┌──

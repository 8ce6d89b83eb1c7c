//! Tool-family dispatch for the supported OpenPGP implementations.
//!
//! Every supported tool family (GnuPG plus three legacy PGP command-line
//! generations) gets its own adapter that knows how to invoke its binary,
//! format its argument dialect and parse its particular output grammar.
//! [`Backend`] is a closed enum over those adapters; reselection builds a
//! fresh value and drops the old one.

mod gpg;
mod null;
mod pgp2;
mod pgp5;
mod pgp6;

use std::path::PathBuf;
use std::time::Duration;

use serde::{Deserialize, Serialize};
use tracing::{debug, warn};

use crate::envelope::{BlockKind, Envelope};
use crate::exec::{ToolCommand, find_in_path};
use crate::status::Status;
use crate::Result;

pub use gpg::GpgBackend;
pub use null::NullBackend;
pub use pgp2::Pgp2Backend;
pub use pgp5::Pgp5Backend;
pub use pgp6::Pgp6Backend;

/// The configured tool family. `Auto` probes for installed binaries.
#[derive(Debug, Clone, Copy, Default, PartialEq, Eq, Serialize, Deserialize)]
#[serde(rename_all = "lowercase")]
pub enum ToolKind {
    /// Probe the filesystem and lock in the first tool found.
    #[default]
    Auto,
    /// GnuPG.
    Gpg,
    /// PGP 2.6.x.
    Pgp2,
    /// PGP 5.x (split `pgpe`/`pgps`/`pgpv`/`pgpk` binaries).
    Pgp5,
    /// PGP 6.x.
    Pgp6,
}

/// Settings every adapter needs: identity, behavior flags and limits.
#[derive(Debug, Clone)]
pub struct ToolConfig {
    /// The user identity signing is performed as (may be empty).
    pub user: String,
    /// Also encrypt outgoing messages to the user's own key.
    pub encrypt_to_self: bool,
    /// Explicit path to the tool binary, overriding the `$PATH` probe.
    pub binary_override: Option<PathBuf>,
    /// Hard limit on one tool invocation.
    pub timeout: Duration,
}

impl Default for ToolConfig {
    fn default() -> Self {
        Self {
            user: String::new(),
            encrypt_to_self: false,
            binary_override: None,
            timeout: Duration::from_secs(60),
        }
    }
}

/// One free-text line describing a public key, as emitted by the tool's
/// key-listing command.
///
/// The line is deliberately kept opaque and matched by substring; the
/// backend tool remains the source of truth for key validity. The first
/// whitespace-separated token is the key identifier the tool accepts back
/// as a recipient.
#[derive(Debug, Clone, PartialEq, Eq)]
pub struct KeyDescriptor(String);

impl KeyDescriptor {
    /// Wraps one key-listing line.
    #[must_use]
    pub fn new(line: impl Into<String>) -> Self {
        Self(line.into())
    }

    /// The whole descriptor line.
    #[must_use]
    pub fn as_str(&self) -> &str {
        &self.0
    }

    /// The key identifier (first token of the line).
    #[must_use]
    pub fn key_id(&self) -> &str {
        self.0.split_whitespace().next().unwrap_or("")
    }
}

impl std::fmt::Display for KeyDescriptor {
    fn fmt(&self, f: &mut std::fmt::Formatter<'_>) -> std::fmt::Result {
        f.write_str(&self.0)
    }
}

/// Per-message parse and run state shared by every adapter.
#[derive(Debug, Default)]
pub(crate) struct MessageState {
    /// The armored block (or the whole body when no block was found).
    pub input: String,
    /// The processed substitute for the block; empty until a run succeeds.
    pub output: String,
    /// Accumulated human-readable diagnostics from the tool.
    pub diagnostics: String,
    /// Flags from the most recent run.
    pub status: Status,
    /// The block is an encrypted PGP MESSAGE.
    pub encrypted: bool,
    /// The block carries a signature.
    pub signed: bool,
    /// Identity of the signer, when known.
    pub signed_by: Option<String>,
    /// Key id of the signer, when known.
    pub signed_by_key: Option<String>,
    /// The signature checked out.
    pub sig_good: bool,
    /// Key ids the message was encrypted for.
    pub receivers: Vec<String>,
}

impl MessageState {
    pub(crate) fn clear(&mut self) {
        *self = Self::default();
    }

    pub(crate) fn load(&mut self, raw: &str) -> Option<Envelope> {
        self.clear();
        match Envelope::parse(raw) {
            Some(env) => {
                self.input = env.block.clone();
                self.encrypted = env.kind == BlockKind::Message;
                self.signed = env.kind == BlockKind::SignedMessage;
                Some(env)
            }
            None => {
                // No armored block: keep the whole body so a later
                // encrypt/sign call has its plaintext.
                self.input = raw.to_string();
                None
            }
        }
    }

    /// The processed message, falling back to the input while no run has
    /// produced output (or after the output was discarded).
    pub(crate) fn message(&self) -> &str {
        if self.output.is_empty() {
            &self.input
        } else {
            &self.output
        }
    }

    pub(crate) fn note(&mut self, line: &str) {
        self.diagnostics.push_str(line);
        self.diagnostics.push('\n');
    }
}
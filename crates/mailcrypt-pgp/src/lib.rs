//! OpenPGP tool adapters for mailcrypt.
//!
//! This crate drives external OpenPGP command-line tools (GnuPG and the
//! legacy PGP 2.6.x/5.x/6.5.x generations) as subprocesses and turns
//! their tool-specific output grammars into one uniform [`Status`] and
//! message state. Higher layers talk to a [`Backend`] and never see
//! which dialect is underneath.
//!
//! The crate does no cryptography itself; the installed tool remains
//! the source of truth for keys, trust and algorithms.

pub mod backend;
pub mod envelope;
mod error;
pub mod exec;
pub mod status;

pub use backend::{Backend, KeyDescriptor, ToolConfig, ToolKind};
pub use envelope::{BlockKind, Envelope};
pub use error::{Error, Result};
pub use exec::{ToolCommand, ToolOutput, find_in_path};
pub use status::Status;
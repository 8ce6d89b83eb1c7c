//! Hierarchical progress tracking for long-running jobs.
//!
//! A [`ProgressTracker`] owns a flat arena of items keyed by
//! caller-assigned string ids; parent/child links are ids, so nothing
//! here self-deletes behind an observer's back. Producer tasks report
//! through the tracker's methods; observers subscribe to a broadcast
//! stream of [`ProgressEvent`]s and must tolerate events from
//! different jobs interleaving.
//!
//! Completion flows upward: a parent asked to complete while children
//! are still running waits, and finishes the moment its last child is
//! removed. Cancellation flows downward and is advisory: the flag is
//! set (on every individually cancellable descendant), events are
//! emitted, and owners are expected to notice via [`ProgressTracker::is_canceled`].

use std::collections::HashMap;
use std::sync::{Arc, Mutex, PoisonError};

use tokio::sync::broadcast;
use tracing::debug;

const EVENT_CAPACITY: usize = 256;

/// A change notification from the tracker.
#[derive(Debug, Clone, PartialEq, Eq)]
pub enum ProgressEvent {
    /// A new item started being tracked.
    Added {
        /// The item's id.
        id: String,
        /// Human-readable job label.
        label: String,
        /// Id of the parent item, when nested.
        parent: Option<String>,
    },
    /// An item's progress value changed.
    Progress {
        /// The item's id.
        id: String,
        /// The new value (conventionally 0-100, stored as given).
        value: u32,
    },
    /// An item's status text changed.
    Status {
        /// The item's id.
        id: String,
        /// The new status text.
        text: String,
    },
    /// An item completed and was removed from the tracker.
    Completed {
        /// The item's id.
        id: String,
    },
    /// An item was canceled (it stays tracked until completed).
    Canceled {
        /// The item's id.
        id: String,
    },
}

#[derive(Debug)]
struct Item {
    label: String,
    status: String,
    progress: u32,
    cancellable: bool,
    canceled: bool,
    waiting_for_children: bool,
    parent: Option<String>,
    children: Vec<String>,
}

#[derive(Debug, Default)]
struct Arena {
    items: HashMap<String, Item>,
}

/// Shared progress registry; cheap to clone into producer tasks.
#[derive(Debug, Clone)]
pub struct ProgressTracker {
    arena: Arc<Mutex<Arena>>,
    events: broadcast::Sender<ProgressEvent>,
}

impl Default for ProgressTracker {
    fn default() -> Self {
        Self::new()
    }
}

impl ProgressTracker {
    /// Creates an empty tracker.
    #[must_use]
    pub fn new() -> Self {
        let (events, _) = broadcast::channel(EVENT_CAPACITY);
        Self {
            arena: Arc::new(Mutex::new(Arena::default())),
            events,
        }
    }

    /// Subscribes to change notifications.
    ///
    /// A slow subscriber that falls more than the channel capacity
    /// behind observes a lag error, not a blocked producer.
    #[must_use]
    pub fn subscribe(&self) -> broadcast::Receiver<ProgressEvent> {
        self.events.subscribe()
    }

    fn lock(&self) -> std::sync::MutexGuard<'_, Arena> {
        self.arena.lock().unwrap_or_else(PoisonError::into_inner)
    }

    fn emit(&self, events: Vec<ProgressEvent>) {
        for event in events {
            // Nobody listening is fine.
            let _ = self.events.send(event);
        }
    }

    /// Registers an item, linked under `parent` when given.
    ///
    /// Idempotent: an id that is already tracked is left exactly as it
    /// is and no event is emitted, so racing registrations of the same
    /// job are harmless.
    pub fn create_item(
        &self,
        parent: Option<&str>,
        id: &str,
        label: &str,
        status: &str,
        cancellable: bool,
    ) {
        let event = {
            let mut arena = self.lock();
            if arena.items.contains_key(id) {
                debug!(id, "progress item already tracked");
                None
            } else {
                let parent = parent
                    .filter(|p| arena.items.contains_key(*p))
                    .map(str::to_string);
                if let Some(parent_id) = &parent {
                    if let Some(parent_item) = arena.items.get_mut(parent_id) {
                        parent_item.children.push(id.to_string());
                    }
                }
                arena.items.insert(
                    id.to_string(),
                    Item {
                        label: label.to_string(),
                        status: status.to_string(),
                        progress: 0,
                        cancellable,
                        canceled: false,
                        waiting_for_children: false,
                        parent: parent.clone(),
                        children: Vec::new(),
                    },
                );
                debug!(id, ?parent, "progress item added");
                Some(ProgressEvent::Added {
                    id: id.to_string(),
                    label: label.to_string(),
                    parent,
                })
            }
        };
        if let Some(event) = event {
            self.emit(vec![event]);
        }
    }

    /// Stores a new progress value (unclamped; callers pass 0-100).
    pub fn set_progress(&self, id: &str, value: u32) {
        let event = {
            let mut arena = self.lock();
            arena.items.get_mut(id).map(|item| {
                item.progress = value;
                ProgressEvent::Progress {
                    id: id.to_string(),
                    value,
                }
            })
        };
        if let Some(event) = event {
            self.emit(vec![event]);
        }
    }

    /// Stores a new status text.
    pub fn set_status(&self, id: &str, text: &str) {
        let event = {
            let mut arena = self.lock();
            arena.items.get_mut(id).map(|item| {
                item.status = text.to_string();
                ProgressEvent::Status {
                    id: id.to_string(),
                    text: text.to_string(),
                }
            })
        };
        if let Some(event) = event {
            self.emit(vec![event]);
        }
    }

    /// Marks an item complete.
    ///
    /// An item without children is removed and `Completed` is emitted
    /// exactly once; calling again afterwards is a no-op. An item with
    /// live children only starts waiting: it completes (and notifies)
    /// when its last child is removed, and that may ripple further up.
    pub fn set_complete(&self, id: &str) {
        let events = {
            let mut arena = self.lock();
            let Some(item) = arena.items.get_mut(id) else {
                return;
            };
            item.progress = 100;
            if item.children.is_empty() {
                let mut events = Vec::new();
                remove_completed(&mut arena, id, &mut events);
                events
            } else {
                debug!(id, "completion deferred until children finish");
                item.waiting_for_children = true;
                Vec::new()
            }
        };
        self.emit(events);
    }

    /// Flags an item and its cancellable descendants as canceled.
    ///
    /// Idempotent per item. Children are flagged (and announced) before
    /// the item itself; a child that was created non-cancellable keeps
    /// running. Advisory only: owners poll [`Self::is_canceled`] and
    /// still call [`Self::set_complete`] when they stop.
    pub fn cancel(&self, id: &str) {
        let events = {
            let mut arena = self.lock();
            let mut canceled = Vec::new();
            cancel_recursive(&mut arena, id, true, &mut canceled);
            canceled
                .into_iter()
                .map(|id| ProgressEvent::Canceled { id })
                .collect::<Vec<_>>()
        };
        self.emit(events);
    }

    /// Whether the item has been flagged canceled.
    #[must_use]
    pub fn is_canceled(&self, id: &str) -> bool {
        self.lock().items.get(id).is_some_and(|item| item.canceled)
    }

    /// Whether the item is currently tracked.
    #[must_use]
    pub fn contains(&self, id: &str) -> bool {
        self.lock().items.contains_key(id)
    }

    /// The item's stored progress value.
    #[must_use]
    pub fn progress(&self, id: &str) -> Option<u32> {
        self.lock().items.get(id).map(|item| item.progress)
    }

    /// The item's current status text.
    #[must_use]
    pub fn status(&self, id: &str) -> Option<String> {
        self.lock().items.get(id).map(|item| item.status.clone())
    }

    /// The item's label.
    #[must_use]
    pub fn label(&self, id: &str) -> Option<String> {
        self.lock().items.get(id).map(|item| item.label.clone())
    }
}

/// Removes a finished item, detaches it from its parent, and completes
/// the parent in turn when it was only waiting for this child.
fn remove_completed(arena: &mut Arena, id: &str, events: &mut Vec<ProgressEvent>) {
    let Some(item) = arena.items.remove(id) else {
        return;
    };
    events.push(ProgressEvent::Completed { id: id.to_string() });
    debug!(id, "progress item completed");

    if let Some(parent_id) = item.parent {
        let ready = arena.items.get_mut(&parent_id).map(|parent| {
            parent.children.retain(|child| child != id);
            parent.waiting_for_children && parent.children.is_empty()
        });
        if ready == Some(true) {
            remove_completed(arena, &parent_id, events);
        }
    }
}

/// Flags the subtree canceled, children before self, honoring each
/// child's own cancellable flag. `force` lets the root of the request
/// through regardless of its flag (explicitly canceling a
/// non-cancellable item is the owner's own decision).
fn cancel_recursive(arena: &mut Arena, id: &str, force: bool, canceled: &mut Vec<String>) {
    let children = {
        let Some(item) = arena.items.get_mut(id) else {
            return;
        };
        if item.canceled || !(force || item.cancellable) {
            return;
        }
        item.canceled = true;
        item.children.clone()
    };
    for child in children {
        cancel_recursive(arena, &child, false, canceled);
    }
    canceled.push(id.to_string());
}

#[cfg(test)]
#[allow(
    clippy::unwrap_used,
    clippy::redundant_clone,
    clippy::manual_string_new,
    clippy::needless_collect,
    clippy::unreadable_literal,
    clippy::used_underscore_items,
    clippy::similar_names
)]
mod tests {
    use super::*;

    fn drain(rx: &mut broadcast::Receiver<ProgressEvent>) -> Vec<ProgressEvent> {
        let mut events = Vec::new();
        while let Ok(event) = rx.try_recv() {
            events.push(event);
        }
        events
    }

    #[tokio::test]
    async fn create_is_idempotent() {
        let tracker = ProgressTracker::new();
        let mut rx = tracker.subscribe();

        tracker.create_item(None, "job", "Sending mail", "queued", true);
        tracker.create_item(None, "job", "Different label", "other", false);

        let events = drain(&mut rx);
        assert_eq!(events.len(), 1);
        assert_eq!(tracker.label("job").as_deref(), Some("Sending mail"));
    }

    #[tokio::test]
    async fn childless_complete_notifies_exactly_once() {
        let tracker = ProgressTracker::new();
        let mut rx = tracker.subscribe();
        tracker.create_item(None, "job", "job", "", true);

        tracker.set_complete("job");
        tracker.set_complete("job");

        let completions = drain(&mut rx)
            .into_iter()
            .filter(|e| matches!(e, ProgressEvent::Completed { .. }))
            .count();
        assert_eq!(completions, 1);
        assert!(!tracker.contains("job"));
    }

    #[tokio::test]
    async fn parent_completion_waits_for_both_children() {
        let tracker = ProgressTracker::new();
        tracker.create_item(None, "all", "everything", "", true);
        tracker.create_item(Some("all"), "a", "first half", "", true);
        tracker.create_item(Some("all"), "b", "second half", "", true);
        let mut rx = tracker.subscribe();

        tracker.set_complete("all");
        assert!(tracker.contains("all"), "parent must wait for children");

        tracker.set_complete("a");
        assert!(tracker.contains("all"));

        tracker.set_complete("b");
        assert!(!tracker.contains("all"));

        let completed: Vec<String> = drain(&mut rx)
            .into_iter()
            .filter_map(|e| match e {
                ProgressEvent::Completed { id } => Some(id),
                _ => None,
            })
            .collect();
        assert_eq!(completed, ["a", "b", "all"]);
    }

    #[tokio::test]
    async fn cancel_skips_non_cancellable_children() {
        let tracker = ProgressTracker::new();
        tracker.create_item(None, "sync", "sync all", "", true);
        tracker.create_item(Some("sync"), "fetch", "fetch", "", true);
        tracker.create_item(Some("sync"), "index", "index", "", false);
        let mut rx = tracker.subscribe();

        tracker.cancel("sync");

        assert!(tracker.is_canceled("sync"));
        assert!(tracker.is_canceled("fetch"));
        assert!(!tracker.is_canceled("index"));

        // Children are announced before the item that was canceled.
        let order: Vec<String> = drain(&mut rx)
            .into_iter()
            .filter_map(|e| match e {
                ProgressEvent::Canceled { id } => Some(id),
                _ => None,
            })
            .collect();
        assert_eq!(order, ["fetch", "sync"]);
    }

    #[tokio::test]
    async fn cancel_is_idempotent_and_advisory() {
        let tracker = ProgressTracker::new();
        tracker.create_item(None, "job", "job", "", true);
        let mut rx = tracker.subscribe();

        tracker.cancel("job");
        tracker.cancel("job");
        assert_eq!(drain(&mut rx).len(), 1);

        // The canceled item still completes normally when its owner
        // winds down.
        tracker.set_complete("job");
        assert!(!tracker.contains("job"));
    }

    #[tokio::test]
    async fn progress_is_stored_unclamped() {
        let tracker = ProgressTracker::new();
        tracker.create_item(None, "job", "job", "", true);
        tracker.set_progress("job", 150);
        assert_eq!(tracker.progress("job"), Some(150));
    }

    #[tokio::test]
    async fn updates_to_unknown_ids_are_ignored() {
        let tracker = ProgressTracker::new();
        let mut rx = tracker.subscribe();
        tracker.set_progress("ghost", 10);
        tracker.set_status("ghost", "nope");
        tracker.set_complete("ghost");
        tracker.cancel("ghost");
        assert!(drain(&mut rx).is_empty());
        assert!(!tracker.is_canceled("ghost"));
    }

    #[tokio::test]
    async fn status_and_progress_events_carry_values() {
        let tracker = ProgressTracker::new();
        tracker.create_item(None, "job", "job", "queued", true);
        let mut rx = tracker.subscribe();

        tracker.set_progress("job", 40);
        tracker.set_status("job", "halfway there");

        let events = drain(&mut rx);
        assert!(events.contains(&ProgressEvent::Progress {
            id: "job".to_string(),
            value: 40
        }));
        assert!(events.contains(&ProgressEvent::Status {
            id: "job".to_string(),
            text: "halfway there".to_string()
        }));
        assert_eq!(tracker.status("job").as_deref(), Some("halfway there"));
    }
}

└──

- EXERCISE DESCRIPTION
Find the string "jobs" in the entries above and return each line that holds it.

- RESPONSE AREA
//! Hierarchical progress tracking for long-running jobs.
//! different jobs interleaving.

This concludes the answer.